## WHAT TO WORK ON:
Please retype the data below in full.

## RECORDS TO PROCESS:
//! Host filter frontend for the chasqui test bridge: lexer, parser, filter
//! tree, engine-XML emission, the fully-qualified-name fast path, and the
//! filter combiner.
//!
//! This crate is dependency-light and intended for reuse by the adapter and by
//! tooling that needs to translate host filter expressions offline.
//!
//! ## Notes
//! - This crate is intentionally "filter-only": it knows nothing about
//!   assemblies, engines, or test results.
//! - Property and symbol vocabulary comes from the `chasqui_core` registries.
//!
//! ## Examples
//! ```rust
//! let xml = chasqui_filter::translate("TestCategory=Urgent|TestCategory=High").unwrap();
//! assert_eq!(xml, "<filter><or><cat>Urgent</cat><cat>High</cat></or></filter>");
//! ```

pub mod ast;
pub mod combine;
pub mod diagnostics;
pub mod emit;
pub mod fastpath;
pub mod lexer;
pub mod parser;

pub use ast::FilterNode;
pub use diagnostics::FilterError;
pub use emit::EMPTY_FILTER;

/// Translate a host filter expression into an engine filter document.
///
/// This is the general path: the fast path in [`fastpath`] should be consulted
/// first for pure name-selection filters.
///
/// ## Errors
/// Returns a [`FilterError`] carrying the offending token and its character
/// offset when the expression is malformed. An invalid filter must stop the
/// run attempt for its assembly; it is never silently recovered.
#[tracing::instrument(skip_all, fields(filter_len = filter.len()))]
pub fn translate(filter: &str) -> Result<String, FilterError> {
    let node = parse(filter)?;
    Ok(emit::to_filter_xml(&node))
}

/// Parse a host filter expression into a [`FilterNode`] tree.
pub fn parse(filter: &str) -> Result<FilterNode, FilterError> {
    let tokens = lexer::lex(filter)?;
    parser::parse(&tokens)
}
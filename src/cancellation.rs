//! Explicit cancellation signal threaded through the adapter core.
//!
//! The host may ask to stop a run at any time, from any thread. The token is
//! checked at well-defined points: before engine invocation, after filter
//! resolution, and before run-report generation. Because the engine may be
//! mid-call when cancellation is requested, an engine fault observed while
//! the token is set is the expected signal of a successful stop, not an
//! error (see the orchestrator).

use std::sync::Arc;
use std::sync::atomic::{AtomicBool, Ordering};

/// A cloneable cancellation signal.
///
/// Clones share the same flag; once cancelled, a token stays cancelled for
/// its lifetime.
#[derive(Debug, Clone, Default)]
pub struct CancellationToken {
    cancelled: Arc<AtomicBool>,
}

impl CancellationToken {
    pub fn new() -> Self {
        Self::default()
    }

    /// Request cancellation. Idempotent.
    pub fn cancel(&self) {
        self.cancelled.store(true, Ordering::SeqCst);
    }

    pub fn is_cancelled(&self) -> bool {
        self.cancelled.load(Ordering::SeqCst)
    }
}

#[cfg(test)]
mod tests {
    use super::*;

    #[test]
    fn test_clones_share_the_flag() {
        let token = CancellationToken::new();
        let observer = token.clone();
        assert!(!observer.is_cancelled());

        token.cancel();
        assert!(observer.is_cancelled());

        // Idempotent.
        token.cancel();
        assert!(token.is_cancelled());
    }
}
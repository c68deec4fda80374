//! Stack-trace filtering and source-location extraction.
//!
//! Engine stack traces are multi-line, one frame per line, in the shape
//! `at Namespace.Type.Method(args) in /path/file:line N` (the `in …` part is
//! present only when debug symbols resolved). Frames raised inside the test
//! framework's own namespaces carry no user information and are dropped; the
//! first remaining frame that carries file info becomes the host's error
//! file/line.

use std::sync::LazyLock;

use regex::Regex;

/// Frame shape: `at <site>` optionally followed by `in <file>:line <n>`.
static FRAME: LazyLock<Regex> = LazyLock::new(|| {
    Regex::new(r"^\s*at\s+(?P<site>.+?)(?:\s+in\s+(?P<file>.+?):line\s+(?P<line>\d+))?\s*$")
        .expect("frame pattern")
});

/// Namespaces the framework raises assertion/runner frames from.
const FRAMEWORK_FRAME_PREFIXES: &[&str] = &["Quipu.Framework.", "Quipu.Engine."];

/// A parsed source location from a stack frame.
#[derive(Debug, Clone, PartialEq, Eq)]
pub struct FrameLocation {
    pub file_path: String,
    pub line_number: u32,
}

/// Drop framework-internal frames from a raw stack trace.
///
/// Lines that are not frames (runtime separators, wrapped messages) are kept
/// as-is; only recognizable frames from the framework's own namespaces are
/// removed.
pub fn filter_stack_trace(raw: &str) -> String {
    raw.lines()
        .filter(|line| !is_framework_frame(line))
        .collect::<Vec<_>>()
        .join("\n")
}

/// Find the first frame that carries file info.
pub fn first_file_location(stack_trace: &str) -> Option<FrameLocation> {
    stack_trace.lines().find_map(|line| {
        let captures = FRAME.captures(line)?;
        let file = captures.name("file")?;
        let line_number = captures.name("line")?.as_str().parse::<u32>().ok()?;
        Some(FrameLocation {
            file_path: file.as_str().to_string(),
            line_number,
        })
    })
}

fn is_framework_frame(line: &str) -> bool {
    let Some(captures) = FRAME.captures(line) else {
        return false;
    };
    let site = &captures["site"];
    FRAMEWORK_FRAME_PREFIXES
        .iter()
        .any(|prefix| site.starts_with(prefix))
}

#[cfg(test)]
mod tests {
    use super::*;

    const TRACE: &str = "\
  at Quipu.Framework.Assert.AreEqual(Int32 expected, Int32 actual)
  at My.Tests.Calculator.Adds()
  at My.Tests.Helpers.Run(Action body) in /work/src/Helpers.cs:line 29
  at Quipu.Engine.Runner.Execute()";

    #[test]
    fn test_framework_frames_dropped() {
        let filtered = filter_stack_trace(TRACE);
        assert!(!filtered.contains("Quipu.Framework"));
        assert!(!filtered.contains("Quipu.Engine"));
        assert!(filtered.contains("My.Tests.Calculator.Adds"));
        assert!(filtered.contains("My.Tests.Helpers.Run"));
    }

    #[test]
    fn test_first_file_location_skips_fileless_frames() {
        // The first remaining frame has no file info; the one after does.
        let filtered = filter_stack_trace(TRACE);
        let location = first_file_location(&filtered).unwrap();
        assert!(location.file_path.ends_with("Helpers.cs"));
        assert_eq!(location.line_number, 29);
    }

    #[test]
    fn test_no_file_info_anywhere() {
        let filtered = filter_stack_trace("  at My.Tests.A()\n  at My.Tests.B()");
        assert_eq!(first_file_location(&filtered), None);
        assert_eq!(filtered.lines().count(), 2);
    }

    #[test]
    fn test_non_frame_lines_kept() {
        let raw = "--- End of inner exception stack trace ---\n  at My.Tests.A()";
        let filtered = filter_stack_trace(raw);
        assert_eq!(filtered.lines().count(), 2);
    }

    #[test]
    fn test_windows_paths() {
        let trace = r"  at My.Tests.X() in C:\src\X.cs:line 29";
        let location = first_file_location(trace).unwrap();
        assert_eq!(location.file_path, r"C:\src\X.cs");
        assert_eq!(location.line_number, 29);
    }
}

## RESULT OF THE TASK:
//! Host filter frontend for the chasqui test bridge: lexer, parser, filter
//! tree, engine-XML emission, the fully-qualified-name fast path, and the
//! filter combiner.
//!
//! This crate is dependency-light and intended for reuse by the adapter and by
//! tooling that needs to translate host filter expressions offline.
//!
//! ## Notes
//! - This crate is intentionally "filter-only": it knows nothing about
//!   assemblies, engines, or test results.
//! - Property and symbol vocabulary comes from the `chasqui_core` registries.
//!
//! ## Examples
//! ```rust
//! let xml = chasqui_filter::translate("TestCategory=Urgent|TestCategory=High").unwrap();
//! assert_eq!(xml, "<filter><or><cat>Urgent</cat><cat>High</cat></or></filter>");
//! ```

pub mod ast;
pub mod combine;
pub mod diagnostics;
pub mod emit;
pub mod fastpath;
pub mod lexer;
pub mod parser;

pub use ast::FilterNode;
pub use diagnostics::FilterError;
pub use emit::EMPTY_FILTER;

/// Translate a host filter expression into an engine filter document.
///
/// This is the general path: the fast path in [`fastpath`] should be consulted
/// first for pure name-selection filters.
///
/// ## Errors
/// Returns a [`FilterError`] carrying the offending token and its character
/// offset when the expression is malformed. An invalid filter must stop the
/// run attempt for its assembly; it is never silently recovered.
#[tracing::instrument(skip_all, fields(filter_len = filter.len()))]
pub fn translate(filter: &str) -> Result<String, FilterError> {
    let node = parse(filter)?;
    Ok(emit::to_filter_xml(&node))
}

/// Parse a host filter expression into a [`FilterNode`] tree.
pub fn parse(filter: &str) -> Result<FilterNode, FilterError> {
    let tokens = lexer::lex(filter)?;
    parser::parse(&tokens)
}
filename src/cancellation.rs
//! Explicit cancellation signal threaded through the adapter core.
//!
//! The host may ask to stop a run at any time, from any thread. The token is
//! checked at well-defined points: before engine invocation, after filter
//! resolution, and before run-report generation. Because the engine may be
//! mid-call when cancellation is requested, an engine fault observed while
//! the token is set is the expected signal of a successful stop, not an
//! error (see the orchestrator).

use std::sync::Arc;
use std::sync::atomic::{AtomicBool, Ordering};

/// A cloneable cancellation signal.
///
/// Clones share the same flag; once cancelled, a token stays cancelled for
/// its lifetime.
#[derive(Debug, Clone, Default)]
pub struct CancellationToken {
    cancelled: Arc<AtomicBool>,
}

impl CancellationToken {
    pub fn new() -> Self {
        Self::default()
    }

    /// Request cancellation. Idempotent.
    pub fn cancel(&self) {
        self.cancelled.store(true, Ordering::SeqCst);
    }

    pub fn is_cancelled(&self) -> bool {
        self.cancelled.load(Ordering::SeqCst)
    }
}

#[cfg(test)]
mod tests {
    use super::*;

    #[test]
    fn test_clones_share_the_flag() {
        let token = CancellationToken::new();
        let observer = token.clone();
        assert!(!observer.is_cancelled());

        token.cancel();
        assert!(observer.is_cancelled());

        // Idempotent.
        token.cancel();
        assert!(token.is_cancelled());
    }
}
repository c68deec4fda80374
//! Stack-trace filtering and source-location extraction.
//!
//! Engine stack traces are multi-line, one frame per line, in the shape
//! `at Namespace.Type.Method(args) in /path/file:line N` (the `in …` part is
//! present only when debug symbols resolved). Frames raised inside the test
//! framework's own namespaces carry no user information and are dropped; the
//! first remaining frame that carries file info becomes the host's error
//! file/line.

use std::sync::LazyLock;

use regex::Regex;

/// Frame shape: `at <site>` optionally followed by `in <file>:line <n>`.
static FRAME: LazyLock<Regex> = LazyLock::new(|| {
    Regex::new(r"^\s*at\s+(?P<site>.+?)(?:\s+in\s+(?P<file>.+?):line\s+(?P<line>\d+))?\s*$")
        .expect("frame pattern")
});

/// Namespaces the framework raises assertion/runner frames from.
const FRAMEWORK_FRAME_PREFIXES: &[&str] = &["Quipu.Framework.", "Quipu.Engine."];

/// A parsed source location from a stack frame.
#[derive(Debug, Clone, PartialEq, Eq)]
pub struct FrameLocation {
    pub file_path: String,
    pub line_number: u32,
}

/// Drop framework-internal frames from a raw stack trace.
///
/// Lines that are not frames (runtime separators, wrapped messages) are kept
/// as-is; only recognizable frames from the framework's own namespaces are
/// removed.
pub fn filter_stack_trace(raw: &str) -> String {
    raw.lines()
        .filter(|line| !is_framework_frame(line))
        .collect::<Vec<_>>()
        .join("\n")
}

/// Find the first frame that carries file info.
pub fn first_file_location(stack_trace: &str) -> Option<FrameLocation> {
    stack_trace.lines().find_map(|line| {
        let captures = FRAME.captures(line)?;
        let file = captures.name("file")?;
        let line_number = captures.name("line")?.as_str().parse::<u32>().ok()?;
        Some(FrameLocation {
            file_path: file.as_str().to_string(),
            line_number,
        })
    })
}

fn is_framework_frame(line: &str) -> bool {
    let Some(captures) = FRAME.captures(line) else {
        return false;
    };
    let site = &captures["site"];
    FRAMEWORK_FRAME_PREFIXES
        .iter()
        .any(|prefix| site.starts_with(prefix))
}

#[cfg(test)]
mod tests {
    use super::*;

    const TRACE: &str = "\
  at Quipu.Framework.Assert.AreEqual(Int32 expected, Int32 actual)
  at My.Tests.Calculator.Adds()
  at My.Tests.Helpers.Run(Action body) in /work/src/Helpers.cs:line 29
  at Quipu.Engine.Runner.Execute()";

    #[test]
    fn test_framework_frames_dropped() {
        let filtered = filter_stack_trace(TRACE);
        assert!(!filtered.contains("Quipu.Framework"));
        assert!(!filtered.contains("Quipu.Engine"));
        assert!(filtered.contains("My.Tests.Calculator.Adds"));
        assert!(filtered.contains("My.Tests.Helpers.Run"));
    }

    #[test]
    fn test_first_file_location_skips_fileless_frames() {
        // The first remaining frame has no file info; the one after does.
        let filtered = filter_stack_trace(TRACE);
        let location = first_file_location(&filtered).unwrap();
        assert!(location.file_path.ends_with("Helpers.cs"));
        assert_eq!(location.line_number, 29);
    }

    #[test]
    fn test_no_file_info_anywhere() {
        let filtered = filter_stack_trace("  at My.Tests.A()\n  at My.Tests.B()");
        assert_eq!(first_file_location(&filtered), None);
        assert_eq!(filtered.lines().count(), 2);
    }

    #[test]
    fn test_non_frame_lines_kept() {
        let raw = "--- End of inner exception stack trace ---\n  at My.Tests.A()";
        let filtered = filter_stack_trace(raw);
        assert_eq!(filtered.lines().count(), 2);
    }

    #[test]
    fn test_windows_paths() {
        let trace = r"  at My.Tests.X() in C:\src\X.cs:line 29";
        let location = first_file_location(trace).unwrap();
        assert_eq!(location.file_path, r"C:\src\X.cs");
        assert_eq!(location.line_number, 29);
    }
}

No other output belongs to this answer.